Mas, apesar da propaganda israelense, as pessoas nos Estados Unidos e em todo o mundo reconheceram o que está acontecendo. Um movimento crescente de cidadãos está se levantando — não apenas contra o genocídio, mas contra o sistema que o torna possível. Esse sistema deve ser nomeado: um regime de controle violento sobre milhões de pessoas rotuladas como inferiores. Um regime de apartheid, liderado por um governo israelense que abraça o racismo, autoriza milícias de colonos a aterrorizar comunidades na Cisjordânia, administra campos de tortura onde milhares de palestinos são mantidos sem julgamento e comete diariamente crimes de guerra.

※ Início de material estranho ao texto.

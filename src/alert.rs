//! Hysteresis-gated alert trigger
//!
//! A ladder of loss thresholds `[base, 50, 75, 100]`. The trigger fires on
//! every upward level crossing but only fires downward when loss falls below
//! the threshold one full level beneath the current one, so loss oscillating
//! around a single boundary cannot flap alerts. The current ladder index is
//! persisted so the gate survives restarts; an unreadable state loads as 0,
//! the normal level.

use std::fs;
use std::path::PathBuf;

use tracing::{debug, warn};

/// Persisted ladder position. Implementations must treat a failed read as
/// level 0 — that is the fail-safe state, not an error.
pub trait LevelStore: Send + Sync {
    fn load(&self) -> usize;
    fn store(&self, level: usize);
}

/// Plain-integer-in-a-file level store with write-then-rename semantics so a
/// crash mid-write cannot leave a torn file behind.
pub struct FileLevelStore {
    path: PathBuf,
}

impl FileLevelStore {
    pub fn new(path: impl Into<PathBuf>) -> Self {
        Self { path: path.into() }
    }
}

impl LevelStore for FileLevelStore {
    fn load(&self) -> usize {
        fs::read_to_string(&self.path)
            .ok()
            .and_then(|s| s.trim().parse().ok())
            .unwrap_or(0)
    }

    fn store(&self, level: usize) {
        let mut tmp = self.path.as_os_str().to_owned();
        tmp.push(".tmp");
        let tmp = PathBuf::from(tmp);
        let outcome =
            fs::write(&tmp, level.to_string()).and_then(|_| fs::rename(&tmp, &self.path));
        if let Err(e) = outcome {
            warn!(path = %self.path.display(), error = %e, "failed to persist alert level");
        }
    }
}

/// See module docs. Driven by exactly one report loop per instance, so no
/// internal locking.
pub struct AlertTrigger {
    name: String,
    pub last_loss: f64,
    /// Loss as a percentage, set by `update`.
    pub current_loss: f64,
    levels: Vec<f64>,
    index: usize,
    pub ascending: bool,
    store: Box<dyn LevelStore>,
}

impl AlertTrigger {
    /// `base_threshold` is the first (configurable) ladder entry, in percent.
    /// The remaining rungs are fixed at 50/75/100.
    pub fn new(name: &str, base_threshold: f64, store: Box<dyn LevelStore>) -> Self {
        let levels = vec![base_threshold, 50.0, 75.0, 100.0];
        let index = store.load().min(levels.len() - 1);
        Self {
            name: name.to_string(),
            last_loss: 0.0,
            current_loss: 0.0,
            levels,
            index,
            ascending: false,
            store,
        }
    }

    /// Record the latest loss observation (a 0..1 fraction).
    pub fn update(&mut self, loss_fraction: f64) {
        self.last_loss = self.current_loss;
        self.current_loss = loss_fraction * 100.0;
    }

    /// Threshold at the current ladder position, for alert rendering.
    pub fn next_threshold(&self) -> f64 {
        self.levels[self.index]
    }

    pub fn index(&self) -> usize {
        self.index
    }

    /// Smallest ladder index whose threshold is at or above `loss`; clamps to
    /// the last index above the ladder and to 0 below the base threshold.
    fn upper_level(&self, loss: f64) -> usize {
        if loss >= *self.levels.last().expect("ladder is never empty") {
            return self.levels.len() - 1;
        }
        self.levels.iter().position(|&t| loss <= t).unwrap_or(0)
    }

    /// Evaluate the three-way hysteresis rule against the loss recorded by
    /// the last `update`, persisting the index on every change.
    pub fn should_send(&mut self) -> bool {
        // A base threshold of 0 disables gating entirely.
        if self.levels[0] == 0.0 {
            return true;
        }
        if self.current_loss < self.levels[0] {
            self.index = 0;
            self.store.store(0);
            debug!(trigger = %self.name, loss = self.current_loss, "loss below base threshold");
            return false;
        }
        if self.current_loss > self.levels[self.index] {
            self.index = self.upper_level(self.current_loss);
            self.ascending = true;
            self.store.store(self.index);
            debug!(trigger = %self.name, index = self.index, loss = self.current_loss, "threshold level up");
            return true;
        }
        if self.index > 0 && self.current_loss < self.levels[self.index - 1] {
            self.index = self.upper_level(self.current_loss);
            self.ascending = false;
            self.store.store(self.index);
            debug!(trigger = %self.name, index = self.index, loss = self.current_loss, "threshold level down");
            return true;
        }
        false
    }
}

#[cfg(test)]
mod tests {
    use super::*;
    use parking_lot::Mutex;
    use std::sync::Arc;

    /// In-memory store for exercising the trigger rules.
    #[derive(Default)]
    struct MemStore {
        level: Arc<Mutex<usize>>,
    }

    impl LevelStore for MemStore {
        fn load(&self) -> usize {
            *self.level.lock()
        }

        fn store(&self, level: usize) {
            *self.level.lock() = level;
        }
    }

    fn trigger(base: f64) -> AlertTrigger {
        AlertTrigger::new("test", base, Box::<MemStore>::default())
    }

    fn evaluate(t: &mut AlertTrigger, loss_percent: f64) -> bool {
        t.update(loss_percent / 100.0);
        t.should_send()
    }

    #[test]
    fn below_base_resets_and_stays_quiet() {
        let mut t = trigger(5.0);
        assert!(evaluate(&mut t, 60.0));
        assert_eq!(t.index(), 2);
        assert!(!evaluate(&mut t, 2.0));
        assert_eq!(t.index(), 0);
    }

    #[test]
    fn fires_on_every_upward_crossing() {
        let mut t = trigger(5.0);
        assert!(evaluate(&mut t, 10.0)); // 0 -> 1
        assert_eq!(t.index(), 1);
        assert!(t.ascending);
        assert!(evaluate(&mut t, 60.0)); // 1 -> 2
        assert_eq!(t.index(), 2);
        assert!(evaluate(&mut t, 100.0)); // 2 -> 3
        assert_eq!(t.index(), 3);
    }

    #[test]
    fn downward_needs_two_level_gap() {
        let mut t = trigger(5.0);
        assert!(evaluate(&mut t, 80.0));
        assert_eq!(t.index(), 3);
        // One level's worth of recovery is inside the hysteresis band.
        assert!(!evaluate(&mut t, 80.0));
        assert_eq!(t.index(), 3);
        // Below levels[index-1] = 75 fires and drops.
        assert!(evaluate(&mut t, 60.0));
        assert_eq!(t.index(), 2);
        assert!(!t.ascending);
    }

    #[test]
    fn oscillation_inside_the_band_stays_quiet() {
        let mut t = trigger(5.0);
        assert!(evaluate(&mut t, 60.0));
        assert_eq!(t.index(), 2);
        // Anywhere in (50, 75] neither rule trips; re-crossing the entry
        // threshold upward does not re-fire.
        for loss in [55.0, 74.0, 51.0, 60.0, 75.0] {
            assert!(!evaluate(&mut t, loss));
            assert_eq!(t.index(), 2);
        }
    }

    #[test]
    fn upper_level_boundaries() {
        let t = trigger(5.0);
        assert_eq!(t.upper_level(5.0), 0);
        assert_eq!(t.upper_level(50.0), 1);
        assert_eq!(t.upper_level(75.0), 2);
        assert_eq!(t.upper_level(100.0), 3);
        assert_eq!(t.upper_level(250.0), 3);
        assert_eq!(t.upper_level(1.0), 0);
        assert_eq!(t.upper_level(60.0), 2);
    }

    #[test]
    fn zero_base_threshold_always_fires() {
        let mut t = trigger(0.0);
        assert!(evaluate(&mut t, 0.0));
        assert!(evaluate(&mut t, 100.0));
    }

    #[test]
    fn file_store_roundtrip_and_restart() {
        let dir = tempfile::tempdir().unwrap();
        let path = dir.path().join("level.state");

        let store = FileLevelStore::new(&path);
        assert_eq!(store.load(), 0); // missing file is the normal state

        let mut t = AlertTrigger::new("persist", 5.0, Box::new(FileLevelStore::new(&path)));
        assert!(evaluate(&mut t, 80.0));
        assert_eq!(t.index(), 3);

        // Restart: a fresh trigger resumes at the persisted level.
        let t2 = AlertTrigger::new("persist", 5.0, Box::new(FileLevelStore::new(&path)));
        assert_eq!(t2.index(), 3);

        std::fs::write(&path, "not a number").unwrap();
        let t3 = AlertTrigger::new("persist", 5.0, Box::new(FileLevelStore::new(&path)));
        assert_eq!(t3.index(), 0);
    }

    #[test]
    fn oversized_persisted_index_is_clamped() {
        let dir = tempfile::tempdir().unwrap();
        let path = dir.path().join("level.state");
        std::fs::write(&path, "9").unwrap();
        let t = AlertTrigger::new("clamp", 5.0, Box::new(FileLevelStore::new(&path)));
        assert_eq!(t.index(), 3);
    }
}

É tentador, especialmente para os israelenses, acreditar que o pior já passou. Mas em Gaza o genocídio continua vivo nos membros amputados, nos traumas sem tratamento, na fome generalizada — Israel continua bloqueando a entrada de alimentos e outros auxílios humanitários — e na perda de gerações. O preço de normalizar esse genocídio não recairá apenas sobre os palestinos. Suas implicações globais são precisamente a razão pela qual, após a Segunda Guerra Mundial, a comunidade internacional criou um arcabouço jurídico para impedir a repetição de atrocidades como o genocídio. Quando se permite que uma nação apague outra sem consequências, envia-se aos governos futuros a mensagem: vocês também podem fazer isso — e sair impunes.

Não devemos desviar o olhar. Não devemos virar a página. Quem deseja estar ao nosso lado — todos nós, o povo desta terra — deve agir para interromper este regime violento, racista e cada vez mais fascista e exigir que seus dirigentes respondam por suas ações. Esse é o único caminho para proteger as vidas tanto de palestinos quanto de israelenses.

A responsabilização é essencial — não por vingança, mas porque não existe acerto de contas sem responsabilidade. O genocídio não pode ser normalizado. E um sistema que o perpetra não pode passar despercebido.

Yuli Novak é diretora-executiva da organização israelense de direitos humanos B’Tselem.